● RECORDS PROVIDED
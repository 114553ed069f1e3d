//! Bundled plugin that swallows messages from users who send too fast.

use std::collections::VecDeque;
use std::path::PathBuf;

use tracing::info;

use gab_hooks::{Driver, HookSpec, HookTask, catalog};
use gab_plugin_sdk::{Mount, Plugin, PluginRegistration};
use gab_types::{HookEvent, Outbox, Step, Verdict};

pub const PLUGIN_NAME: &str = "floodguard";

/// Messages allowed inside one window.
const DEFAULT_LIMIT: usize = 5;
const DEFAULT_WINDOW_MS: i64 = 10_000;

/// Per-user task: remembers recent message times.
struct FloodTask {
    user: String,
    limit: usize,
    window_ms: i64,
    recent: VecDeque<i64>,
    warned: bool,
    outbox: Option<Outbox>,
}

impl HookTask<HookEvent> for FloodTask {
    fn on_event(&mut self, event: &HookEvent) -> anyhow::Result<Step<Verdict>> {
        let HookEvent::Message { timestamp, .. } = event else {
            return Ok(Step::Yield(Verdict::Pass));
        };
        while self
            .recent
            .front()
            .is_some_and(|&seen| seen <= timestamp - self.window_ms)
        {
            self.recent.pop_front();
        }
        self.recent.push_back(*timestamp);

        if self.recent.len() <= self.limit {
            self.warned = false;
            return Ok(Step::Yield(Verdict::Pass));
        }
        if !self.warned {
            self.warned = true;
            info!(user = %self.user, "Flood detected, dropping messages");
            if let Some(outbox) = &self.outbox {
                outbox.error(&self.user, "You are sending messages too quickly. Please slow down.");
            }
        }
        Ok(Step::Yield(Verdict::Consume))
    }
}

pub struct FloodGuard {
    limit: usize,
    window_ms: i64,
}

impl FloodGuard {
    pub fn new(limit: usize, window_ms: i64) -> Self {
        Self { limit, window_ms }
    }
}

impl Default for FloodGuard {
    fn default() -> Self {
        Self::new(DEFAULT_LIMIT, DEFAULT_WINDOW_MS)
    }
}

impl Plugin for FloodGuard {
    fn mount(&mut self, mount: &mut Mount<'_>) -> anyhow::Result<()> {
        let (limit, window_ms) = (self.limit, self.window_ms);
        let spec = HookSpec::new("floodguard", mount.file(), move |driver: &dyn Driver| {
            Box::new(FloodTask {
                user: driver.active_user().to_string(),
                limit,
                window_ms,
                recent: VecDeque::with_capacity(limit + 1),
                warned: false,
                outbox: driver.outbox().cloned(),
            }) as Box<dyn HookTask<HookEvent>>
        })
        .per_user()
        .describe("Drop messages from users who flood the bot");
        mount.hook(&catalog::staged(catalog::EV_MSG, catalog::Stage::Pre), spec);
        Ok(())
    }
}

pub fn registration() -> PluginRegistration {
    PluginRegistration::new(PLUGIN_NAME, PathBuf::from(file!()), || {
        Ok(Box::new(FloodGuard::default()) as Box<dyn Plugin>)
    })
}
==
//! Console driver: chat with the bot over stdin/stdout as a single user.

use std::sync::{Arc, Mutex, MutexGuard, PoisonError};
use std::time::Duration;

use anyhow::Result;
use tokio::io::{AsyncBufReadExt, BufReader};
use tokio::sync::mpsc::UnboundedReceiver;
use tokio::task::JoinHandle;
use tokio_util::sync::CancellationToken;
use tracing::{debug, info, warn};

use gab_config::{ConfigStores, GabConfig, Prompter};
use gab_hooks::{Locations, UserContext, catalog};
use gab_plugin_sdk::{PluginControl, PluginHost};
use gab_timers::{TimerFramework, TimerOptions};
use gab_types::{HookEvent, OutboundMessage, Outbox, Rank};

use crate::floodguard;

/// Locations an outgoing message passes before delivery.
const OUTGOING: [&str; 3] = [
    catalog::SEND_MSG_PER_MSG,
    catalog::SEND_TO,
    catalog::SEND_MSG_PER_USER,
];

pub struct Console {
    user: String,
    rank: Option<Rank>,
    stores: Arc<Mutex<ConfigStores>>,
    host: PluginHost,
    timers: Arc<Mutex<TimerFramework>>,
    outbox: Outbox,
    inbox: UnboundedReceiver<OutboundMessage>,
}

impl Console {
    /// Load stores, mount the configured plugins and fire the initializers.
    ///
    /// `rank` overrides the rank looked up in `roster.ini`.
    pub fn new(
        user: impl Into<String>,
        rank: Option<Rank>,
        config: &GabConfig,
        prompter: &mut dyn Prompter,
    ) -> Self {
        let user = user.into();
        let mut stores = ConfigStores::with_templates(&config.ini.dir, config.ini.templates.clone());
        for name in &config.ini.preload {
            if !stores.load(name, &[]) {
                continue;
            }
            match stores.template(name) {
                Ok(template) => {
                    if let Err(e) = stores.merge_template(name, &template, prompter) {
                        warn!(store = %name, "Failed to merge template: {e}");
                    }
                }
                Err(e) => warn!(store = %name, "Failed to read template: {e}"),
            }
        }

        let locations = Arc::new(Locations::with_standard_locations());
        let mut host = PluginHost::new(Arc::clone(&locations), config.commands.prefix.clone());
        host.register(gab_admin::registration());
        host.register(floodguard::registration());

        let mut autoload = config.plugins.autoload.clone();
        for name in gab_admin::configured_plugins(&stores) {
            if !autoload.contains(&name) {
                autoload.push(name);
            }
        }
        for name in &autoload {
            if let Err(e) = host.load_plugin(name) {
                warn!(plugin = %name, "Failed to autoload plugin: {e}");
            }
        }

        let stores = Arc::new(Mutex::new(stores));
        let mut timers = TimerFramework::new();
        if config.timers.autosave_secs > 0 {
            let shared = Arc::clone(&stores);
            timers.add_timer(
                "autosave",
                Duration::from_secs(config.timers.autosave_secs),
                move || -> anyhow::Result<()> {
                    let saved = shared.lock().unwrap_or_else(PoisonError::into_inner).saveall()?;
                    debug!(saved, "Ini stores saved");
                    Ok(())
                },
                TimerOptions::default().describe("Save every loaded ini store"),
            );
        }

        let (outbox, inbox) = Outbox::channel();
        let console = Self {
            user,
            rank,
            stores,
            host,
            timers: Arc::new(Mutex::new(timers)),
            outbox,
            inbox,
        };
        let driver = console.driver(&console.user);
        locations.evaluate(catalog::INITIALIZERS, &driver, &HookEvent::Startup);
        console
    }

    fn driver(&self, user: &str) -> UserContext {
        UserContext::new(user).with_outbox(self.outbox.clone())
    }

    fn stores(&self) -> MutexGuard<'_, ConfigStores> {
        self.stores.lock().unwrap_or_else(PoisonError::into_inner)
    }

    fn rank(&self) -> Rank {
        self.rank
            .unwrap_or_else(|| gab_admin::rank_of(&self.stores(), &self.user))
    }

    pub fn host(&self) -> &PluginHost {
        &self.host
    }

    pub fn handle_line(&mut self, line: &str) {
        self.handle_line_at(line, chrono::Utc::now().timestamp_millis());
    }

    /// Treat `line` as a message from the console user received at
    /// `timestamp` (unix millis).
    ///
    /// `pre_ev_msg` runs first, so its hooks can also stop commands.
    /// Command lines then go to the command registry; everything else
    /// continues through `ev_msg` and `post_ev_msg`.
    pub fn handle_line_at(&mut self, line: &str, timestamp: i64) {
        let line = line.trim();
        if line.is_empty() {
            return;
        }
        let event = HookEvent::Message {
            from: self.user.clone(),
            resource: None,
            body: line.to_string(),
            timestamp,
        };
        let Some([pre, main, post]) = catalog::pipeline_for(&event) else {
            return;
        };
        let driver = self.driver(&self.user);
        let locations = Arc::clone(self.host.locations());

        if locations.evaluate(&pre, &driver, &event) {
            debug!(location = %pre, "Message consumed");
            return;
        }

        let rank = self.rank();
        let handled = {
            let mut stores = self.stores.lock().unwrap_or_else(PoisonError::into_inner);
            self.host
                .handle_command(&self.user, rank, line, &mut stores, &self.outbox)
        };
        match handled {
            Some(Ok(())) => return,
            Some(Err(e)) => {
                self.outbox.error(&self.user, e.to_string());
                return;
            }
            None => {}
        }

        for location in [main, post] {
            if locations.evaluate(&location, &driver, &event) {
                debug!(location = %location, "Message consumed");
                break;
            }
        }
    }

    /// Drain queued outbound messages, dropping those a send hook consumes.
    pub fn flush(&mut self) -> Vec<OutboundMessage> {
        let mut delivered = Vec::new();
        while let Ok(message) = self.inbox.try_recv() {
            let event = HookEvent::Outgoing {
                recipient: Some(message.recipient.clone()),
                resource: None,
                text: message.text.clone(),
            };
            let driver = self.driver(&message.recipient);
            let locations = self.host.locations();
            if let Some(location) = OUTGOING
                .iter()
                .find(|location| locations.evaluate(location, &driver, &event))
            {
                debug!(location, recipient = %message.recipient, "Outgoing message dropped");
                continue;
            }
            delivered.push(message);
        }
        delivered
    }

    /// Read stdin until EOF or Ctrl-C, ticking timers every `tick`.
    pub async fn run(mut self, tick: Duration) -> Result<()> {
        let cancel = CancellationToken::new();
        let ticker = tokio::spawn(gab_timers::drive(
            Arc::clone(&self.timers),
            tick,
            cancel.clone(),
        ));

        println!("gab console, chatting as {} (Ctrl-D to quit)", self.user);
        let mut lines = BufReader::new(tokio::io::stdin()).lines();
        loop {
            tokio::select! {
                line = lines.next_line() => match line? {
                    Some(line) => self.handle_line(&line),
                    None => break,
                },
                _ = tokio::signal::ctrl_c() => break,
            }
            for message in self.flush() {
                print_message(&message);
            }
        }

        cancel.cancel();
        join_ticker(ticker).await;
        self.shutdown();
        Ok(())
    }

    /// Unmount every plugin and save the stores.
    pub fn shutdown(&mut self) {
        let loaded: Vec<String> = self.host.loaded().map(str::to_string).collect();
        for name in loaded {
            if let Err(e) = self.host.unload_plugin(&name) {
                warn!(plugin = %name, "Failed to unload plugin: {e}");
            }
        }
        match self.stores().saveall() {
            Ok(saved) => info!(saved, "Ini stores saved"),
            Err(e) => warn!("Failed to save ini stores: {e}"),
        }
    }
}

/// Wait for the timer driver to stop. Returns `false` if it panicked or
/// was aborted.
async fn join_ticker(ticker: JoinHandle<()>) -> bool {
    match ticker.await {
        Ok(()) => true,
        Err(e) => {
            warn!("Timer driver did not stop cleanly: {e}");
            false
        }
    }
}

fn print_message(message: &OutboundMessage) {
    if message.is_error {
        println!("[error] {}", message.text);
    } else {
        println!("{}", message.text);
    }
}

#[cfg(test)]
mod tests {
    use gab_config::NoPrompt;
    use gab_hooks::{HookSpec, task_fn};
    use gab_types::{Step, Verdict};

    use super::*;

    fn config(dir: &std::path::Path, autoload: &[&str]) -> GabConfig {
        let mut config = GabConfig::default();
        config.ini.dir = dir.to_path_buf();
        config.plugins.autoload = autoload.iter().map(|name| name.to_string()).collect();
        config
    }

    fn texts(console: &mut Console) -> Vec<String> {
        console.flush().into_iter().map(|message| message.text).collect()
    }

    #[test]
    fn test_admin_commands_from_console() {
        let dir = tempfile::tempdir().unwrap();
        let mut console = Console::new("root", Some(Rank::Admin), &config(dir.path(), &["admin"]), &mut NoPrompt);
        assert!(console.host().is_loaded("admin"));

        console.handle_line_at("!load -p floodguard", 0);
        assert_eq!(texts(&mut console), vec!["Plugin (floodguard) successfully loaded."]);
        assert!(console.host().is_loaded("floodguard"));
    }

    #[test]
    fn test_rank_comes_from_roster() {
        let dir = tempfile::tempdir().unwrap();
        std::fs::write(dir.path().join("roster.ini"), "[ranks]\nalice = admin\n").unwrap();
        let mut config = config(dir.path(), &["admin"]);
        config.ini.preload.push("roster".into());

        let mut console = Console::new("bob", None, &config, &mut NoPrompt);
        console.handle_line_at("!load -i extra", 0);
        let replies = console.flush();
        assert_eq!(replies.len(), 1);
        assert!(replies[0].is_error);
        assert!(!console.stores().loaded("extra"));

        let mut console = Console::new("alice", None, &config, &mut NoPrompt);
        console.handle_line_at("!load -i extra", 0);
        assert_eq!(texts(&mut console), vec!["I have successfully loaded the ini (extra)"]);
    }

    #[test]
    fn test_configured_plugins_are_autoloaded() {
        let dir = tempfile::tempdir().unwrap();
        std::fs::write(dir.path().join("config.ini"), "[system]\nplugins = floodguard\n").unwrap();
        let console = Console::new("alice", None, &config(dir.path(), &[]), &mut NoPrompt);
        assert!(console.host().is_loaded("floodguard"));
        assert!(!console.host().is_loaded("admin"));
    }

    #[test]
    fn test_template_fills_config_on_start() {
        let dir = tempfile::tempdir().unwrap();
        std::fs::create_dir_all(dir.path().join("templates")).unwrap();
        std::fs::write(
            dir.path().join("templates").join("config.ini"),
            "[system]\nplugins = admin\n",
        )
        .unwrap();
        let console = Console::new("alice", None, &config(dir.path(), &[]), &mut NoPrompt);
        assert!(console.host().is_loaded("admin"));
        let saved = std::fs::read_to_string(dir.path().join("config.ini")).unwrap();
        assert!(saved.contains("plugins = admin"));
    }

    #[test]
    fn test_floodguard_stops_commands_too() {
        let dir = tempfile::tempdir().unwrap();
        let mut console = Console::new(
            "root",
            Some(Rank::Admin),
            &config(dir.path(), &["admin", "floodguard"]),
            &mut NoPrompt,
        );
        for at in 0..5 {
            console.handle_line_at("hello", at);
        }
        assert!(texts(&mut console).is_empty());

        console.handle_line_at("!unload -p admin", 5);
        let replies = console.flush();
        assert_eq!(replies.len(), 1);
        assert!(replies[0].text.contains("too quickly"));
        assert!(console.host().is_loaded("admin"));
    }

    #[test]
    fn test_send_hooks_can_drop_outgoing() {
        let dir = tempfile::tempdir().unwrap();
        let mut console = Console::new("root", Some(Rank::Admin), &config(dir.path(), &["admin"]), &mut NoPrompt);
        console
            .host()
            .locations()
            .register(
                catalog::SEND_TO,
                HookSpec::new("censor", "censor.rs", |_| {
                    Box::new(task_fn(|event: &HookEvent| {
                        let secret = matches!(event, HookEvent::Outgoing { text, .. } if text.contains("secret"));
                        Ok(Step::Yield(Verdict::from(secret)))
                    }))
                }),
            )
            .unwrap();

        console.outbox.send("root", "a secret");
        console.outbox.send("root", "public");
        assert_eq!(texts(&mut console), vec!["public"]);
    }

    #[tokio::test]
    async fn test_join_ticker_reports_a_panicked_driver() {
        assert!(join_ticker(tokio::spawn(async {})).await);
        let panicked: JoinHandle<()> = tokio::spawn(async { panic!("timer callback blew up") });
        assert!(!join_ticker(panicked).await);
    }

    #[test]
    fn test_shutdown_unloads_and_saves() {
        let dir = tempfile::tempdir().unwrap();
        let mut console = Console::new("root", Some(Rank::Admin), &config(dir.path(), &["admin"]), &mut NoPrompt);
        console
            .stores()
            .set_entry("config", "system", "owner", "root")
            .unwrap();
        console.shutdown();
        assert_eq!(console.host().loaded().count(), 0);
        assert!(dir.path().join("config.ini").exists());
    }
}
* * *
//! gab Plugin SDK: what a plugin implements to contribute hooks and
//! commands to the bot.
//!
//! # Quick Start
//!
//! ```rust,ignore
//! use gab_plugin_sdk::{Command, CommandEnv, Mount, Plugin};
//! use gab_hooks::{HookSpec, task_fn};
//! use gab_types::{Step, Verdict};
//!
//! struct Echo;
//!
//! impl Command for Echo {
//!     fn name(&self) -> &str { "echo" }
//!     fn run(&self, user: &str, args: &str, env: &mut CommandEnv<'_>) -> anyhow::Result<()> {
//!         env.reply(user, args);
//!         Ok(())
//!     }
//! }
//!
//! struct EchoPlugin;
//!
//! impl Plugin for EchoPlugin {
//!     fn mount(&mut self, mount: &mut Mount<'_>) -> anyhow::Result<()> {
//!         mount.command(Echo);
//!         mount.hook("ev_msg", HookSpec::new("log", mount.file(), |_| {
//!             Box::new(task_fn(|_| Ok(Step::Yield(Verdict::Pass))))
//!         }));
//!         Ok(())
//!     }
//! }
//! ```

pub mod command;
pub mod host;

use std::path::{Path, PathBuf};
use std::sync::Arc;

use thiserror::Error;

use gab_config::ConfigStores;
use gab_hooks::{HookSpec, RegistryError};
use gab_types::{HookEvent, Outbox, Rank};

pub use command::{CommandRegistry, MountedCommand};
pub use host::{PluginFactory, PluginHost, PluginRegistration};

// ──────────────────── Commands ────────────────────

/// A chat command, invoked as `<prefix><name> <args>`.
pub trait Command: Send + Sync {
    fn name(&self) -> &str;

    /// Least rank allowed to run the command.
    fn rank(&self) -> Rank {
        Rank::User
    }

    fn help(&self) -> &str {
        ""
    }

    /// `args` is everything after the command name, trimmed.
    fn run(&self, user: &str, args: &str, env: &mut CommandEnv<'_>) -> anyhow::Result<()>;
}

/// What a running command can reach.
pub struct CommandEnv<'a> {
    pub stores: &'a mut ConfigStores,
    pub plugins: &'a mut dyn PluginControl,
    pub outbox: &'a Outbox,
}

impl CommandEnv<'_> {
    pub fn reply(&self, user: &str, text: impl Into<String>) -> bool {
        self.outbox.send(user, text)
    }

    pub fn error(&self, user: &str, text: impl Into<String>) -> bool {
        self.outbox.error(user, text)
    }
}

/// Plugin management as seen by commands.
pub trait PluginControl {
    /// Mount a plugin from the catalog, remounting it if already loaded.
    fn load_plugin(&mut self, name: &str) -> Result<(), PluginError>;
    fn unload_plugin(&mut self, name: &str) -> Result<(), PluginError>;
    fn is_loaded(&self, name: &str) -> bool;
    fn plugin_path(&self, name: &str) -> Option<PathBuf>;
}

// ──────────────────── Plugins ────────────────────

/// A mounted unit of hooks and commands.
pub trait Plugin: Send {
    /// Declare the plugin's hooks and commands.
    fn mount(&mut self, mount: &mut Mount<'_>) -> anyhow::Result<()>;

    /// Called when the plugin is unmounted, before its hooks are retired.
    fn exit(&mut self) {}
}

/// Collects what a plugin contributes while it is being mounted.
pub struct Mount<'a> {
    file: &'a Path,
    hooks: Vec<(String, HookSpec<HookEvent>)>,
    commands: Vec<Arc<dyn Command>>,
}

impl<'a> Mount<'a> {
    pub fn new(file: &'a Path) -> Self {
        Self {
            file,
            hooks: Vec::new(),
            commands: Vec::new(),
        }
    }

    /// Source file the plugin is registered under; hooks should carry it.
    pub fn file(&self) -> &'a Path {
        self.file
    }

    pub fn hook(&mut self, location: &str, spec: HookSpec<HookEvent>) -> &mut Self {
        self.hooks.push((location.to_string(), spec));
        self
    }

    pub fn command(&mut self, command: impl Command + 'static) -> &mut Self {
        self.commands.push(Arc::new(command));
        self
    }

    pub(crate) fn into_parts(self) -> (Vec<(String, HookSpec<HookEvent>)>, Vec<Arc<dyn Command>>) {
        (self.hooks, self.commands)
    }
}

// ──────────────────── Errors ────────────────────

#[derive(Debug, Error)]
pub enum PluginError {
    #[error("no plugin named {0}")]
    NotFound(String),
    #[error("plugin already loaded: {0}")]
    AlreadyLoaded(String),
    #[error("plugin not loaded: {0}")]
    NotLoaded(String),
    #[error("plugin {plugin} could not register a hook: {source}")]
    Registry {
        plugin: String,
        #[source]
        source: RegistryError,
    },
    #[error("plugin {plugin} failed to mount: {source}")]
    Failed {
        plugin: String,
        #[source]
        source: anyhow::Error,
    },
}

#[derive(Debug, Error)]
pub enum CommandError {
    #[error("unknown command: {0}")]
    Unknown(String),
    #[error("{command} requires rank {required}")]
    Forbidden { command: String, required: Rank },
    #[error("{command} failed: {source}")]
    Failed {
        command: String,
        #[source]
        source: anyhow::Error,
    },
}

● TASK INSTRUCTIONS
Go through the records above and return each line in which the word "while" occurs.

● THE COMPLETED TASK
        while self
        while let Ok(message) = self.inbox.try_recv() {
/// Collects what a plugin contributes while it is being mounted.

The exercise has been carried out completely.